I think Jim Manges, who passed away on Friday at the age of 79, would have liked that — to be known as a loving son of Fort Hill High School and her community, because that’s what he was, dating back to the days when he entered Fort Hill as a seventh-grader and went on to become one of the most beloved students, faculty members, coaches and friends to ever pass through Fort Hill’s doors.
To know Jimmy Manges was to love him, because to know Jimmy Manges was to be loved first. He was one of the gang when being one of the gang meant going home-to-home every morning in South Cumberland to gather your pals, and walk everywhere on God’s green earth with them. It meant playing ball with them all day long, going to the movies with them, living the Avenue with them, going to school with them, walking home from school with them, and not going home yourself at the end of the day until all of the girls had been escorted home safe and sound.

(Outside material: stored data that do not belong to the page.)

use std::hash::Hash;
use std::time::{Duration, Instant};

use dashmap::DashMap;

/// In-memory query-result cache with a fixed time-to-live. Entries are keyed
/// by (operation, parameters); expired entries are evicted on read. The
/// manual refresh action is `invalidate_all` followed by a normal re-fetch.
pub struct TtlCache<K, V> {
    entries: DashMap<K, Entry<V>>,
    ttl: Duration,
}

struct Entry<V> {
    value: V,
    stored_at: Instant,
}

impl<K, V> TtlCache<K, V>
where
    K: Eq + Hash,
    V: Clone,
{
    pub fn new(ttl: Duration) -> Self {
        Self {
            entries: DashMap::new(),
            ttl,
        }
    }

    /// Returns the cached value if present and fresh; a stale entry is
    /// removed and reported as a miss.
    pub fn get(&self, key: &K) -> Option<V> {
        match self.entries.get(key) {
            Some(entry) if entry.stored_at.elapsed() < self.ttl => {
                return Some(entry.value.clone());
            }
            Some(_) => {}
            None => return None,
        }
        // read guard dropped above; safe to evict the stale entry
        self.entries.remove(key);
        None
    }

    pub fn put(&self, key: K, value: V) {
        self.entries.insert(
            key,
            Entry {
                value,
                stored_at: Instant::now(),
            },
        );
    }

    pub fn invalidate_all(&self) {
        self.entries.clear();
    }

    pub fn len(&self) -> usize {
        self.entries.len()
    }

    pub fn is_empty(&self) -> bool {
        self.entries.is_empty()
    }
}

#[cfg(test)]
mod tests {
    use super::*;

    #[test]
    fn hit_within_ttl() {
        let cache: TtlCache<&str, i32> = TtlCache::new(Duration::from_secs(60));
        cache.put("k", 7);
        assert_eq!(cache.get(&"k"), Some(7));
    }

    #[test]
    fn miss_after_ttl_expiry() {
        let cache: TtlCache<&str, i32> = TtlCache::new(Duration::from_millis(10));
        cache.put("k", 7);
        std::thread::sleep(Duration::from_millis(20));
        assert_eq!(cache.get(&"k"), None);
        // stale entry was evicted, not just skipped
        assert!(cache.is_empty());
    }

    #[test]
    fn invalidate_all_clears_every_entry() {
        let cache: TtlCache<&str, i32> = TtlCache::new(Duration::from_secs(60));
        cache.put("a", 1);
        cache.put("b", 2);
        cache.invalidate_all();
        assert_eq!(cache.get(&"a"), None);
        assert_eq!(cache.get(&"b"), None);
        assert_eq!(cache.len(), 0);
    }
}
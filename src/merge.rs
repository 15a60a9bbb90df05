use rand::seq::SliceRandom;

use crate::config::{DEFAULT_SAMPLE_CAP, KEYWORD_RESULT_CAP};
use crate::db::models::ProductRow;
use crate::types::{Product, QueryMode, SourceKind};

/// Unions the per-source result batches into the final table: tags every row
/// with its source, synthesizes the canonical URL from (source, id), and
/// re-applies the mode's ordering/cap policy to the combined set.
///
/// No cross-source dedup: ids are only unique within a source, so the same id
/// from both stores is two distinct rows. The policy must be re-applied here
/// because each source was already capped individually — concatenation alone
/// would neither be globally sorted nor correctly capped.
pub fn merge(batches: Vec<(SourceKind, Vec<ProductRow>)>, mode: &QueryMode) -> Vec<Product> {
    let mut products: Vec<Product> = batches
        .into_iter()
        .flat_map(|(source, rows)| rows.into_iter().map(move |r| tag_row(source, r)))
        .collect();
    apply_policy(&mut products, mode);
    products
}

fn tag_row(source: SourceKind, row: ProductRow) -> Product {
    Product {
        url: source.product_url(row.goods_id),
        source,
        id: row.goods_id,
        name: row.goods_name,
        price: row.goods_price,
        member_price: row.min_level_price,
        category_path: row.category_path,
        updated_at: row.updated_at,
    }
}

fn apply_policy(products: &mut Vec<Product>, mode: &QueryMode) {
    match mode {
        QueryMode::Keyword(_) => {
            products.sort_by(|a, b| a.price.total_cmp(&b.price));
            products.truncate(KEYWORD_RESULT_CAP);
        }
        QueryMode::Category(_) => {
            // newest first; rows without a timestamp sink to the end
            products.sort_by(|a, b| b.updated_at.cmp(&a.updated_at));
        }
        QueryMode::Default => {
            products.shuffle(&mut rand::thread_rng());
            products.truncate(DEFAULT_SAMPLE_CAP);
        }
    }
}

Jim Manges loved his friends, and he had so much faith and belief in every one of them. He had a quality of goodness to him that was so rare it’s downright troubling all of us don’t have it. He made having it look so easy and natural; and to him, it was easy and natural, because that goodness is who Jimmy Manges was.
My generation grew up hearing the stories about Jimmy Manges, who earned only 11 letters at Fort Hill because there were only four sports for him to play. Think about that. Eleven letters, playing football, baseball and basketball, and running track. He was the triple-threat football player under Coach Bill Hahn, and the great and wonderful basketball and baseball player under Coach Bobby Cavanaugh. In fact, Jimmy Manges helped lead the Sentinels to a state championship in basketball, saying on more than one occasion, “I knew if I could get the ball to Deanie (Mel Dean) or Charlie (Lattimer), there was no way we weren’t going to win.”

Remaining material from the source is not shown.